Unprecedented crowding, Guzik said, was taken into account in making the decision.
“The main factors are the [wildfire] indexes, the fuel moisture, the predicted weather coming in, and the availability of firefighting resources, nationally and locally,” he said. “There’s also a social aspect to it. What have we seen so far? There have been a large number of abandoned or unattended campfires as well as the increase in visitors that we are seeing.”
Keyhole investigated for algae bloom
GILLETTE (WNE) — The Wyoming Department of Environmental Quality is investigating potentially harmful bacteria in the water at Keyhole State Park.
The bacteria in question, harmful cyanobacterial bloom, is a blue-green algae that blooms on the surface of water, usually during hot summer months and produces potentially harmful toxins into the surrounding water, according to a park press release.

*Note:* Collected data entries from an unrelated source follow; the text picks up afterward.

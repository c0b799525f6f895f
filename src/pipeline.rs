// src/pipeline.rs
//! Aggregation run: fetch every enabled source, rank, curate comments for the
//! selected topics only, persist the artifact.
//!
//! Strictly two-phase: curation never starts before final selection, so a run
//! makes at most `top_n_overall` curation calls however many items were fetched.

use chrono::NaiveDate;
use futures::future::join_all;
use metrics::{counter, gauge};
use serde::Serialize;
use std::sync::Arc;

use crate::analyze::curate::{CommentCurator, HttpCurator};
use crate::analyze::language::classify;
use crate::analyze::rank::{select, SourceBatch};
use crate::artifact::{write_artifact, ArtifactPaths};
use crate::config::AppConfig;
use crate::ingest::adapter::SourceAdapter;
use crate::ingest::ensure_metrics_described;
use crate::ingest::fetch::{HttpFetch, ReqwestFetcher};
use crate::ingest::types::{SourceTag, Topic};

#[derive(Debug, thiserror::Error)]
pub enum PipelineError {
    #[error("no sources are enabled")]
    NoSourcesEnabled,
    #[error("all {attempted} enabled sources failed")]
    AllSourcesFailed { attempted: usize },
    #[error("sources returned no topics")]
    NoTopics,
    #[error("writing artifact: {0:#}")]
    Artifact(anyhow::Error),
}

/// Per-source observability counts for one run.
#[derive(Debug, Clone, PartialEq, Eq, Serialize)]
pub struct SourceReport {
    pub source: SourceTag,
    /// Topics that survived normalization.
    pub fetched: usize,
    pub after_trim: usize,
    pub selected: usize,
    /// Set when the adapter failed or timed out.
    pub error: Option<String>,
}

#[derive(Debug, Clone, Default, Serialize)]
pub struct RunReport {
    /// In adapter order.
    pub sources: Vec<SourceReport>,
    pub duplicates_dropped: usize,
    pub curation_calls: usize,
}

impl RunReport {
    pub fn failed_sources(&self) -> impl Iterator<Item = &SourceReport> {
        self.sources.iter().filter(|s| s.error.is_some())
    }
}

#[derive(Debug, Clone)]
pub struct RunOutcome {
    pub topics: Vec<Topic>,
    pub report: RunReport,
}

pub struct Pipeline {
    cfg: AppConfig,
    http: Arc<dyn HttpFetch>,
    curator: Arc<dyn CommentCurator>,
}

impl Pipeline {
    pub fn new(cfg: AppConfig, http: Arc<dyn HttpFetch>, curator: Arc<dyn CommentCurator>) -> Self {
        Self {
            cfg: cfg.sanitized(),
            http,
            curator,
        }
    }

    /// Adapters and the HTTP curator share one fetcher.
    pub fn from_parts(cfg: AppConfig, http: Arc<dyn HttpFetch>) -> Self {
        let cfg = cfg.sanitized();
        let curator = Arc::new(HttpCurator::new(
            http.clone(),
            cfg.curation.clone(),
            cfg.sources.hackernews.clone(),
            cfg.sources.reddit.clone(),
        ));
        Self::new(cfg, http, curator)
    }

    /// Production wiring over a `reqwest` client.
    pub fn from_config(cfg: AppConfig) -> anyhow::Result<Self> {
        let http = Arc::new(ReqwestFetcher::new(
            &cfg.sources.user_agent,
            cfg.sources.request_timeout(),
        )?);
        Ok(Self::from_parts(cfg, http))
    }

    pub fn config(&self) -> &AppConfig {
        &self.cfg
    }

    /// Phase 0: run every adapter in fixed order. Failures become empty batches.
    async fn collect(&self) -> Result<(Vec<SourceBatch>, Vec<SourceReport>), PipelineError> {
        let src = &self.cfg.sources;
        let adapters = SourceAdapter::from_config(src);
        if adapters.is_empty() {
            return Err(PipelineError::NoSourcesEnabled);
        }

        let mut batches = Vec::with_capacity(adapters.len());
        let mut reports = Vec::with_capacity(adapters.len());
        for adapter in &adapters {
            let tag = adapter.tag();
            let hint = adapter.language_hint(&src.default_language);
            let fetched = tokio::time::timeout(
                src.source_timeout(),
                adapter.fetch(self.http.as_ref(), src.polite_delay(), &src.default_language),
            )
            .await;

            let (topics, error) = match fetched {
                Ok(Ok(mut topics)) => {
                    for t in topics.iter_mut() {
                        let lang = classify(t, hint, &src.default_language);
                        t.language = lang;
                    }
                    (topics, None)
                }
                Ok(Err(e)) => (Vec::new(), Some(format!("{e:#}"))),
                Err(_) => (
                    Vec::new(),
                    Some(format!("timed out after {}s", src.source_timeout_s)),
                ),
            };
            if let Some(err) = &error {
                tracing::warn!(source = %tag, error = %err, "source failed; continuing without it");
                counter!("source_errors_total", "source" => tag.kind()).increment(1);
            }

            reports.push(SourceReport {
                source: tag.clone(),
                fetched: topics.len(),
                after_trim: 0,
                selected: 0,
                error,
            });
            batches.push(SourceBatch {
                source: tag,
                top_n: adapter.top_n_override(),
                topics,
            });
        }

        if reports.iter().all(|r| r.error.is_some()) {
            return Err(PipelineError::AllSourcesFailed {
                attempted: reports.len(),
            });
        }
        if reports.iter().all(|r| r.fetched == 0) {
            return Err(PipelineError::NoTopics);
        }
        Ok((batches, reports))
    }

    /// Phase 2: curate each selected topic concurrently, each under its own timeout.
    async fn enrich(&self, topics: &mut [Topic]) -> usize {
        if !self.cfg.curation.enabled || topics.is_empty() {
            return 0;
        }
        let budget = self.cfg.sources.comment_timeout();
        let results = join_all(topics.iter().map(|t| async move {
            match tokio::time::timeout(budget, self.curator.curate(t)).await {
                Ok(comments) => comments,
                Err(_) => {
                    tracing::warn!(source = %t.source, id = %t.id, "comment curation timed out");
                    counter!("comment_fetch_errors_total").increment(1);
                    Vec::new()
                }
            }
        }))
        .await;

        let calls = results.len();
        for (t, comments) in topics.iter_mut().zip(results) {
            t.comments = comments;
        }
        calls
    }

    /// Fetch, rank and enrich without touching the filesystem.
    pub async fn aggregate(&self) -> Result<RunOutcome, PipelineError> {
        ensure_metrics_described();

        let (batches, mut reports) = self.collect().await?;

        // Phase 1: selection
        let selection = select(batches, &self.cfg.ranking);
        for (r, c) in reports.iter_mut().zip(selection.counts.iter()) {
            r.after_trim = c.after_trim;
            r.selected = c.selected;
        }
        let mut topics = selection.topics;

        let curation_calls = self.enrich(&mut topics).await;

        for r in &reports {
            tracing::info!(
                source = %r.source,
                fetched = r.fetched,
                after_trim = r.after_trim,
                selected = r.selected,
                failed = r.error.is_some(),
                "source summary"
            );
            counter!("topics_selected_total", "source" => r.source.kind()).increment(r.selected as u64);
        }
        counter!("pipeline_runs_total").increment(1);
        gauge!("pipeline_last_run_ts").set(chrono::Utc::now().timestamp() as f64);

        Ok(RunOutcome {
            topics,
            report: RunReport {
                sources: reports,
                duplicates_dropped: selection.duplicates_dropped,
                curation_calls,
            },
        })
    }

    /// Full run: aggregate, then persist the artifact for `date`.
    pub async fn run(&self, date: NaiveDate) -> Result<(RunOutcome, ArtifactPaths), PipelineError> {
        let outcome = self.aggregate().await?;
        let paths =
            write_artifact(&self.cfg.output, date, &outcome.topics).map_err(PipelineError::Artifact)?;
        tracing::info!(
            topics = outcome.topics.len(),
            path = %paths.topics.display(),
            "artifact written"
        );
        Ok((outcome, paths))
    }
}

An early August visitor notified parks workers that a dog had become very sick and died after visiting the park and playing in the water. The visitor said she knows of three other dogs that also were ill and went on antibiotics following visits to Keyhole, said Wyoming State Parks Deputy Director Nick Neylon.
It is unclear if the death and illnesses are directly connected to the park, but the department is doing its due diligence to learn whether bacteria is present in the water, Neylon said.
“They (Department of Environmental Quality) told us they would get somebody out there as soon as possible,” Neylon said.
Once the water is tested, the results come in fairly quickly, Neylon said.
The water in the area of the park near the upper end of Cottonwood Bay is the only section being investigated, which may affect the Pronghorn, Tatanka, Arch Rock, Cottonwood and Homestead campgrounds nearby, the press release said.
Satellite images recently taken of the area do not indicate HCB and visual inspections conducted by park staff have not spotted any signs of an HCB bloom.